US data and monetary policy will drive the market next week, with trading updates from oil major BP, Anglo-Swedish drugmaker AstraZeneca and UK mobile phone retailer Carphone Warehouse also in focus.
Investors will look to America for clues on whether economic growth remains strong enough to drive European corporate profits higher and as blue chips Alcoa on Thursday and General Electric on Friday kick off a new earnings season.
Equities are underpinned by sustained economic growth, rising earnings and healthier balance sheets but capped by concern that higher oil prices and interest rate hikes.
By 1141 GMT the FTSEurofirst 300 index of pan European blue chips was at 995 points, having rebounded 6 percent since a 2004 low set at mid-August but still standing 3.6 percent below a 21-month peak hit at the end of April. European indexes have gone virtually nowhere this year, trading in a range of barely 9 percent from peak to trough.
Solid US payrolls data next Friday may provide crucial balm for consumers, whose spending fuels two-thirds of activity in the world's largest economy, and who are currently sitting tight due to uncertainty about job prospects.
Opinions diverge as to whether mixed US economic data signal a short-term lull or indicate that growth has now peaked but market watchers agree that the direction of volatile oil prices, along with US payrolls, will be key to gauge economic prospects and determine whether equities can make headway.
"The market has not reacted to strong positive earnings surprises due to concerns that the global economic recovery may be short-lived," said Rahul Shah, European equity strategist at JP Morgan. "We view these concerns as misplaced."
"Strong profit growth, high levels of capacity utilisation, lagging labour productivity growth, and low policy interest rates lead us to believe business spending will rise in Europe and elsewhere," he added. Soaring energy prices will likely make BP bullish about earnings prospects when the oil giant updates the market on third-quarter trading on Monday. AstraZeneca and Carphone Warehouse will also issue trading statements on Wednesday.
On the flip side, British Airways and Easyjet, all sharply affected by higher fuel costs, will issue their latest passengers traffic numbers.
French caterer Sodexho will report annual sales on Wednesday, the same day as troubled Italian aircarrier Alitalia and Spanish retail bank Banesto reports quarterly earnings at the tailend of Europe's reporting season.

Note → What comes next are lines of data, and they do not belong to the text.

//! Common loop shapes for the integration tests
//!
//! Every loop is emitted in rotated form: the header runs the body, the latch
//! increments the induction variable and branches back while `i < bound`.

#![allow(dead_code)]

use loopweave_mir::analysis::FunctionAnalyses;
use loopweave_mir::passes::loop_fusion::{check_legality, FusionContext, Legality};
use loopweave_mir::{BasicBlockId, BinaryOp, InstrBuilder, MirFunction, Terminator, Value, ValueId};

/// Cells of the arrays allocated by [`copy_loops`]
pub const ARRAY_LEN: usize = 16;
/// Trip count of both loops of [`copy_loops`]
pub const ARRAY_TRIPS: i64 = 8;
/// Offset of the first cell written by [`copy_loops`]
pub const ARRAY_BASE: i64 = 4;

/// `for (i = start; i < bound; i += 1)`, optionally behind a guard
#[derive(Debug, Clone, Copy)]
pub struct LoopSpec {
    pub start: i64,
    pub bound: Value,
    /// Lower value the guard compares against the bound, when guarded
    pub guard_from: Option<i64>,
}

impl LoopSpec {
    pub const fn new(bound: Value) -> Self {
        Self {
            start: 0,
            bound,
            guard_from: None,
        }
    }

    pub const fn starting_at(mut self, start: i64) -> Self {
        self.start = start;
        self
    }

    /// Guards the loop with `start < bound`
    pub const fn guarded(mut self) -> Self {
        self.guard_from = Some(self.start);
        self
    }

    /// Guards the loop with `from < bound`
    pub const fn guarded_from(mut self, from: i64) -> Self {
        self.guard_from = Some(from);
        self
    }
}

/// Blocks and values of an emitted loop
#[derive(Debug, Clone, Copy)]
pub struct EmittedLoop {
    pub guard: Option<BasicBlockId>,
    pub preheader: BasicBlockId,
    pub header: BasicBlockId,
    pub latch: BasicBlockId,
    pub exit: BasicBlockId,
    /// Where the code after the loop goes
    pub after: BasicBlockId,
    pub induction: ValueId,
}

/// A function under construction with a single parameter `n`
pub struct Program {
    pub function: MirFunction,
    pub n: Value,
    cursor: BasicBlockId,
}

impl Program {
    pub fn new(name: &str) -> Self {
        let mut function = MirFunction::new(name);
        let n = Value::operand(function.new_parameter());
        let cursor = function.entry_block;
        Self {
            function,
            n,
            cursor,
        }
    }

    /// Builder positioned in the block where straight-line code goes next
    pub fn instrs(&mut self) -> InstrBuilder<'_> {
        InstrBuilder::new(&mut self.function, self.cursor)
    }

    pub fn array(&mut self, len: usize) -> Value {
        Value::operand(self.instrs().alloc_frame(len))
    }

    /// Emits a loop at the cursor; `body` fills the header
    pub fn counting_loop(
        &mut self,
        spec: LoopSpec,
        body: impl FnOnce(&mut MirFunction, &EmittedLoop),
    ) -> EmittedLoop {
        let function = &mut self.function;
        let from = self.cursor;
        let (guard, preheader) = match spec.guard_from {
            Some(_) => (Some(from), function.add_basic_block_with_name("preheader")),
            None => (None, from),
        };
        let header = function.add_basic_block_with_name("header");
        let latch = function.add_basic_block_with_name("latch");
        let exit = function.add_basic_block_with_name("exit");
        let after = match guard {
            Some(_) => function.add_basic_block_with_name("join"),
            None => exit,
        };
        let induction = function.new_value_id();
        let next = function.new_value_id();
        let emitted = EmittedLoop {
            guard,
            preheader,
            header,
            latch,
            exit,
            after,
            induction,
        };

        if let (Some(guard), Some(lower)) = (guard, spec.guard_from) {
            let enter = InstrBuilder::new(function, guard).binary_op(
                BinaryOp::Less,
                Value::integer(lower),
                spec.bound,
            );
            function.basic_blocks[guard].set_terminator(Terminator::branch(
                Value::operand(enter),
                preheader,
                after,
            ));
            function.basic_blocks[exit].set_terminator(Terminator::jump(after));
        }
        function.basic_blocks[preheader].set_terminator(Terminator::jump(header));

        InstrBuilder::new(function, header).phi_to(
            induction,
            vec![
                (preheader, Value::integer(spec.start)),
                (latch, Value::operand(next)),
            ],
        );
        body(function, &emitted);
        function.basic_blocks[header].set_terminator(Terminator::jump(latch));

        let mut instrs = InstrBuilder::new(function, latch);
        instrs.binary_op_to(
            BinaryOp::Add,
            next,
            Value::operand(induction),
            Value::integer(1),
        );
        let again = instrs.binary_op(BinaryOp::Less, Value::operand(next), spec.bound);
        function.basic_blocks[latch].set_terminator(Terminator::branch(
            Value::operand(again),
            header,
            exit,
        ));

        self.cursor = after;
        emitted
    }

    /// Value of `inside` after the loop, `skipped` if a guard bypassed it
    pub fn live_out(&mut self, emitted: &EmittedLoop, inside: ValueId, skipped: Value) -> Value {
        match emitted.guard {
            Some(guard) => Value::operand(
                InstrBuilder::new(&mut self.function, emitted.after)
                    .phi(vec![(emitted.exit, Value::operand(inside)), (guard, skipped)]),
            ),
            None => Value::operand(inside),
        }
    }

    pub fn finish(mut self, values: Vec<Value>) -> MirFunction {
        self.function.basic_blocks[self.cursor].set_terminator(Terminator::return_values(values));
        self.function
    }
}

/// Adds `acc = phi [preheader: init, latch: acc + addend]` to the header and
/// returns `acc + addend`
pub fn accumulate(
    function: &mut MirFunction,
    emitted: &EmittedLoop,
    init: Value,
    addend: Value,
) -> ValueId {
    let acc = function.new_value_id();
    let next = function.new_value_id();
    InstrBuilder::new(function, emitted.header)
        .phi_to(
            acc,
            vec![
                (emitted.preheader, init),
                (emitted.latch, Value::operand(next)),
            ],
        )
        .binary_op_to(BinaryOp::Add, next, Value::operand(acc), addend);
    next
}

/// `s1 += i` over `first`, then `s2 += 2 * j` over `second`; returns both
pub fn sum_loops(first: LoopSpec, second: LoopSpec) -> MirFunction {
    let mut program = Program::new("sums");
    let mut s1 = None;
    let l1 = program.counting_loop(first, |function, l| {
        s1 = Some(accumulate(function, l, Value::integer(0), Value::operand(l.induction)));
    });
    let s1 = program.live_out(&l1, s1.unwrap(), Value::integer(0));

    let mut s2 = None;
    let l2 = program.counting_loop(second, |function, l| {
        let doubled = InstrBuilder::new(function, l.header).binary_op(
            BinaryOp::Mul,
            Value::operand(l.induction),
            Value::integer(2),
        );
        s2 = Some(accumulate(function, l, Value::integer(0), Value::operand(doubled)));
    });
    let s2 = program.live_out(&l2, s2.unwrap(), Value::integer(0));
    program.finish(vec![s1, s2])
}

/// Both loops over `0..n`, unguarded
pub fn plain_sum_loops() -> MirFunction {
    let n = Value::operand(ValueId::from_raw(0));
    sum_loops(LoopSpec::new(n), LoopSpec::new(n))
}

/// `a[i + 4] = 3 * i + 1` for `i` in `0..8`, then `s += a[j + 4 + read_offset]`
/// for `j` in `0..8`; returns `s`
pub fn copy_loops(read_offset: i64) -> MirFunction {
    let mut program = Program::new("copy");
    let array = program.array(ARRAY_LEN);
    let trips = Value::integer(ARRAY_TRIPS);

    program.counting_loop(LoopSpec::new(trips), |function, l| {
        let mut instrs = InstrBuilder::new(function, l.header);
        let i = Value::operand(l.induction);
        let index = instrs.binary_op(BinaryOp::Add, i, Value::integer(ARRAY_BASE));
        let address = instrs.get_element_ptr(array, Value::operand(index));
        let scaled = instrs.binary_op(BinaryOp::Mul, i, Value::integer(3));
        let value = instrs.binary_op(BinaryOp::Add, Value::operand(scaled), Value::integer(1));
        instrs.store(Value::operand(address), Value::operand(value));
    });

    let mut sum = None;
    program.counting_loop(LoopSpec::new(trips), |function, l| {
        let mut instrs = InstrBuilder::new(function, l.header);
        let index = instrs.binary_op(
            BinaryOp::Add,
            Value::operand(l.induction),
            Value::integer(ARRAY_BASE + read_offset),
        );
        let address = instrs.get_element_ptr(array, Value::operand(index));
        let loaded = instrs.load(Value::operand(address));
        sum = Some(accumulate(function, l, Value::integer(0), Value::operand(loaded)));
    });
    let sum = Value::operand(sum.unwrap());
    program.finish(vec![sum])
}

/// `count` back-to-back loops over `0..n`, the k-th summing `k * i`
pub fn chained_loops(count: i64) -> MirFunction {
    let mut program = Program::new("chain");
    let n = program.n;
    let mut sums = Vec::new();
    for k in 1..=count {
        program.counting_loop(LoopSpec::new(n), |function, l| {
            let scaled = InstrBuilder::new(function, l.header).binary_op(
                BinaryOp::Mul,
                Value::operand(l.induction),
                Value::integer(k),
            );
            let sum = accumulate(function, l, Value::integer(0), Value::operand(scaled));
            sums.push(Value::operand(sum));
        });
    }
    program.finish(sums)
}

/// Legality of the first sibling pair of `function`
pub fn first_pair_legality(function: &MirFunction) -> Legality {
    let analyses = FunctionAnalyses::compute(function);
    let ctx = FusionContext::new(function, &analyses);
    let group = &ctx.loops().sibling_groups()[0];
    check_legality(&ctx, group[0], group[1], 1)
}

pub fn loop_count(function: &MirFunction) -> usize {
    FunctionAnalyses::compute(function).loops.len()
}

On Thursday, Givaudan, the Swiss tastes and smells maker will unveil its third quarter sales a fortnight after it defied a raft of profit warnings from key clients to say it was still confident it could substantially raise profits in 2004.
The latest US reports on factory orders on Monday, the services sector on Tuesday, consumer credit on Thursday and wholesale inventories on Friday will also help clarify an economic picture many market watchers still consider blurred.
"The problem is that all the economic data that will be published over the next few weeks are for the month of August and September and those will be stained by the rise in oil prices, which will reinforce market fears of a marked economic slowdown," said economist Chloe Magnier at CIC Securities.
Investors will listen to speeches from Federal Reserve Chairman Alan Greenspan and several other Fed officials throughout the week to see whether the central bankers hold onto their optimistic view of the economy, as the market scours for clues on the pace of US monetary tightening.
"A stabilisation in oil prices would make investors refocus on the fact that things are not as dramatic as they see them," CIC Magnier said, adding: "Growth remains solid, even if less robust than in the first quarter, and investors may eventually start to believe what central bankers tell them."